The unit has to be run at Base Load for 24 hours or so to heat everything up and start to get the new bearings to "fit" the journals.

If the IGVs are opening when the unit is on cooldown this can also contribute to the problem. As the IGVs open more air is being moved by the axial compressor which requires more force from the torque converter (which it isn't capable of providing) and so the speed decreases.

So, the two problems may be related, and they may not.

You also haven't told us what the Null Bias current value is that's set in the I/O Configurator for the IGVs.

 

I need to correct my previous post. You and CSA are right.

The Servo Control Valve is completely removed from the hydraulic circuit when the trip oil pressure is zero, and the trip relay has operated correctly. The piston-side is connected to the hydraulic supply, and the rod-side is connected to the hydraulic drain.
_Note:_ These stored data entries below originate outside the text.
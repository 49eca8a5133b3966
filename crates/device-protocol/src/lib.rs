//! device-protocol: wire types and byte-level framing for the identity token.
//!
//! All outbound frames are a fixed 72 bytes; inbound frames are parsed from
//! an ASCII-hex stream at fixed offsets. See the module docs on
//! [`OutboundFrame`] and [`InboundFrame`] for the exact layout.

use std::fmt;
use thiserror::Error;

// ---------------------------------------------------------------------------
// Command
// ---------------------------------------------------------------------------

/// One of the four operations a token understands.
#[derive(Debug, Clone, Copy, PartialEq, Eq)]
pub enum Command {
    Identify,
    Bist,
    ChallengeResponse,
    ChallengeResponseWithEk,
}

impl Command {
    fn opcode(self) -> u8 {
        match self {
            Command::Identify => 0x01,
            Command::Bist => 0x80,
            Command::ChallengeResponse => 0x03,
            Command::ChallengeResponseWithEk => 0x07,
        }
    }

    /// Bytes 1..4 of the outbound frame: literal `00 00 00` except the two
    /// challenge-response commands, which use `00 08 00`.
    fn header_tail(self) -> [u8; 3] {
        match self {
            Command::Identify | Command::Bist => [0x00, 0x00, 0x00],
            Command::ChallengeResponse | Command::ChallengeResponseWithEk => [0x00, 0x08, 0x00],
        }
    }

    /// The settle interval Transport should sleep before reading a reply.
    pub fn processing_delay(self) -> std::time::Duration {
        match self {
            Command::Identify => std::time::Duration::from_millis(250),
            Command::ChallengeResponse | Command::ChallengeResponseWithEk => {
                std::time::Duration::from_millis(300)
            }
            Command::Bist => std::time::Duration::from_millis(150),
        }
    }
}

impl fmt::Display for Command {
    fn fmt(&self, f: &mut fmt::Formatter<'_>) -> fmt::Result {
        let name = match self {
            Command::Identify => "Identify",
            Command::Bist => "Bist",
            Command::ChallengeResponse => "ChallengeResponse",
            Command::ChallengeResponseWithEk => "ChallengeResponseWithEk",
        };
        write!(f, "{name}")
    }
}

// ---------------------------------------------------------------------------
// OutboundFrame
// ---------------------------------------------------------------------------

/// The fixed 72-byte layout written to the device for every command:
///
/// | offset | len | meaning |
/// |---|---|---|
/// | 0 | 1 | opcode |
/// | 1 | 3 | `00 00 00`, or `00 08 00` for CR/CR+EK |
/// | 4 | 1 | separator |
/// | 5 | 32 | challenge payload, zero-padded |
/// | 37 | 1 | separator |
/// | 38 | 34 | trailing pad |
///
/// The challenge payload's *content* is the caller's concern — zero for
/// Identify/BIST, a CW-derived byte list for ChallengeResponse. The codec
/// only guarantees the fixed 72-byte shape.
pub const OUTBOUND_FRAME_LEN: usize = 72;

const CHALLENGE_OFFSET: usize = 5;
const CHALLENGE_LEN: usize = 32;

#[derive(Debug, Clone, Copy, PartialEq, Eq)]
pub struct OutboundFrame {
    bytes: [u8; OUTBOUND_FRAME_LEN],
    command: Command,
}

impl OutboundFrame {
    /// Build a frame for `command` with an optional challenge payload.
    ///
    /// `payload` must be at most 32 bytes; it is zero-padded on the right
    /// (i.e. placed at the low end of the 32-byte field, matching the
    /// device's big-endian convention for the CW-derived byte list).
    pub fn new(command: Command, payload: &[u8]) -> Result<Self, CodecError> {
        if payload.len() > CHALLENGE_LEN {
            return Err(CodecError::PayloadTooLarge {
                len: payload.len(),
                max: CHALLENGE_LEN,
            });
        }
        let mut bytes = [0u8; OUTBOUND_FRAME_LEN];
        bytes[0] = command.opcode();
        bytes[1..4].copy_from_slice(&command.header_tail());
        bytes[CHALLENGE_OFFSET..CHALLENGE_OFFSET + payload.len()].copy_from_slice(payload);
        Ok(OutboundFrame { bytes, command })
    }

    /// The command this frame was built for — Transport uses it to pick the
    /// per-command processing delay.
    pub fn command(&self) -> Command {
        self.command
    }

    pub fn identify() -> Self {
        OutboundFrame::new(Command::Identify, &[]).expect("empty payload always fits")
    }

    pub fn bist() -> Self {
        OutboundFrame::new(Command::Bist, &[]).expect("empty payload always fits")
    }

    pub fn challenge_response(challenge: &[u8]) -> Result<Self, CodecError> {
        OutboundFrame::new(Command::ChallengeResponse, challenge)
    }

    pub fn challenge_response_with_ek(challenge: &[u8]) -> Result<Self, CodecError> {
        OutboundFrame::new(Command::ChallengeResponseWithEk, challenge)
    }

    pub fn as_bytes(&self) -> &[u8; OUTBOUND_FRAME_LEN] {
        &self.bytes
    }

    /// Serialize as lowercase ASCII hex, terminated by `\r`, ready to write
    /// to the wire.
    pub fn encode_wire(&self) -> String {
        let mut out = String::with_capacity(self.bytes.len() * 2 + 1);
        for b in self.bytes {
            out.push_str(&format!("{b:02x}"));
        }
        out.push('\r');
        out
    }
}

// ---------------------------------------------------------------------------
// InboundFrame
// ---------------------------------------------------------------------------

const PCC_OFFSET: usize = 5;
const PCC_LEN: usize = 16;
const ID_OFFSET: usize = 21;
const ID_LEN: usize = 16;
const RW_OFFSET: usize = 71;
const RW_LEN: usize = 16;
const EK_OFFSET: usize = 87;
const EK_LEN: usize = 16;
const BIST_OFFSET: usize = 71;
const BIST_PASS_BYTE: u8 = 0x50;

/// A parsed response from the device: the raw decoded bytes plus
/// fixed-offset field extraction.
#[derive(Debug, Clone, PartialEq, Eq)]
pub struct InboundFrame {
    bytes: Vec<u8>,
}

impl InboundFrame {
    /// Decode an ASCII-hex wire response into an `InboundFrame`.
    ///
    /// Non-hex characters (whitespace, CR, LF) are stripped first; an odd
    /// number of remaining hex digits truncates the final half-byte.
    pub fn decode_wire(raw: &str) -> Self {
        let hex: String = raw.chars().filter(|c| c.is_ascii_hexdigit()).collect();
        let pair_count = hex.len() / 2;
        let mut bytes = Vec::with_capacity(pair_count);
        let hex_bytes = hex.as_bytes();
        for i in 0..pair_count {
            let pair = std::str::from_utf8(&hex_bytes[i * 2..i * 2 + 2]).expect("ascii hex");
            bytes.push(u8::from_str_radix(pair, 16).expect("validated hex digits"));
        }
        InboundFrame { bytes }
    }

    fn field(&self, offset: usize, len: usize) -> Result<&[u8], CodecError> {
        self.bytes
            .get(offset..offset + len)
            .ok_or(CodecError::ShortFrame {
                needed: offset + len,
                got: self.bytes.len(),
            })
    }

    /// The 16-byte PCC half of the device identity.
    pub fn pcc(&self) -> Result<&[u8], CodecError> {
        self.field(PCC_OFFSET, PCC_LEN)
    }

    /// The 16-byte ID half of the device identity.
    pub fn id(&self) -> Result<&[u8], CodecError> {
        self.field(ID_OFFSET, ID_LEN)
    }

    /// The 16-byte response word computed by the device from a CW.
    pub fn rw(&self) -> Result<&[u8], CodecError> {
        self.field(RW_OFFSET, RW_LEN)
    }

    /// The optional 16-byte encryption-key-related field.
    pub fn ek(&self) -> Result<&[u8], CodecError> {
        self.field(EK_OFFSET, EK_LEN)
    }

    /// Whether the BIST pass byte is present and equals `0x50`.
    pub fn bist_passed(&self) -> Result<bool, CodecError> {
        let byte = self
            .bytes
            .get(BIST_OFFSET)
            .ok_or(CodecError::ShortFrame {
                needed: BIST_OFFSET + 1,
                got: self.bytes.len(),
            })?;
        Ok(*byte == BIST_PASS_BYTE)
    }

    /// PCC and ID concatenated and rendered as 64 lowercase hex characters.
    pub fn pccid_hex(&self) -> Result<String, CodecError> {
        let pcc = self.pcc()?;
        let id = self.id()?;
        Ok(to_hex(pcc) + &to_hex(id))
    }

    /// The RW field rendered as 32 lowercase hex characters.
    pub fn rw_hex(&self) -> Result<String, CodecError> {
        Ok(to_hex(self.rw()?))
    }

    pub fn raw_bytes(&self) -> &[u8] {
        &self.bytes
    }
}

fn to_hex(bytes: &[u8]) -> String {
    bytes.iter().map(|b| format!("{b:02x}")).collect()
}

// ---------------------------------------------------------------------------
// Errors
// ---------------------------------------------------------------------------

#[derive(Debug, Error, Clone, PartialEq, Eq)]
pub enum CodecError {
    #[error("response too short: needed at least {needed} bytes, got {got}")]
    ShortFrame { needed: usize, got: usize },
    #[error("payload of {len} bytes exceeds the {max}-byte challenge field")]
    PayloadTooLarge { len: usize, max: usize },
}

// ---------------------------------------------------------------------------
// intToList — the CW-to-challenge-bytes conversion used by the orchestrator
// ---------------------------------------------------------------------------

/// Convert a CW integer into a big-endian byte list, the way the original
/// `intToList` does it: `L2 = ceil(log256(n))`, bumped by one when `n` is an
/// exact power of 256 (because `log256(256^k) == k` exactly, and `ceil` of an
/// already-integer value doesn't round up).
///
/// Tracing that through: for every `n` the bump does is restore `L2` to the
/// true minimal big-endian byte length of `n` — the same length this
/// function would reach by counting bytes directly. `256^k` needs `k+1`
/// bytes (one significant byte followed by `k` zero bytes) and the bump is
/// exactly what gets `L2` there. So despite `spec.md` describing this as a
/// spurious extra byte, replaying the source shows it never drifts from the
/// minimal byte length — see `DESIGN.md` for the worked table. We implement
/// the minimal-byte-length rule directly rather than the float `log`/`ceil`
/// dance, since they agree everywhere `n > 0`.
///
/// `n == 0` has no defined `log256`; the source would raise. We return a
/// single zero byte rather than panic.
///
/// `min_len_hint` left-pads the result with zero bytes up to that length
/// when the minimal encoding is shorter (a CW with a leading zero byte
/// otherwise yields fewer than 16 bytes). It never truncates.
pub fn int_to_list(mut n: u128, min_len_hint: usize) -> Vec<u8> {
    if n == 0 {
        return vec![0u8; min_len_hint.max(1)];
    }
    let mut len = 0usize;
    let mut probe = n;
    while probe > 0 {
        len += 1;
        probe >>= 8;
    }
    let out_len = len.max(min_len_hint);
    let mut out = vec![0u8; out_len];
    for slot in out.iter_mut().rev() {
        *slot = (n & 0xff) as u8;
        n >>= 8;
    }
    out
}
This condition should result in closing the IGV actuator, as long as there is supply side pressure, rather than opening as reported when trip oil pressure is zero

>You may look at the PnID here:
>https://plus.google.com/photos/1064...s/5713882426394171585?authkey=CJiLqoPxgeO78gE

 

We haven't heard back from the original poster.

And, this isn't technically "Trip Oil" pressure we're talking about here; it's just part of the Trip Oil pressure circuit and it only applies to the IGVs in this case and the IGV Dump Valve. It <b>IS</b> necessary to have 20TV-1 energized (and "IGV Trip Oil" pressure) in order to establish Trip Oil pressure to the fuel stop valve(s), but it's not necessary to have Trip Oil pressure to allow high-pressure hydraulic oil to the IGV servo-valve to control IGV angle.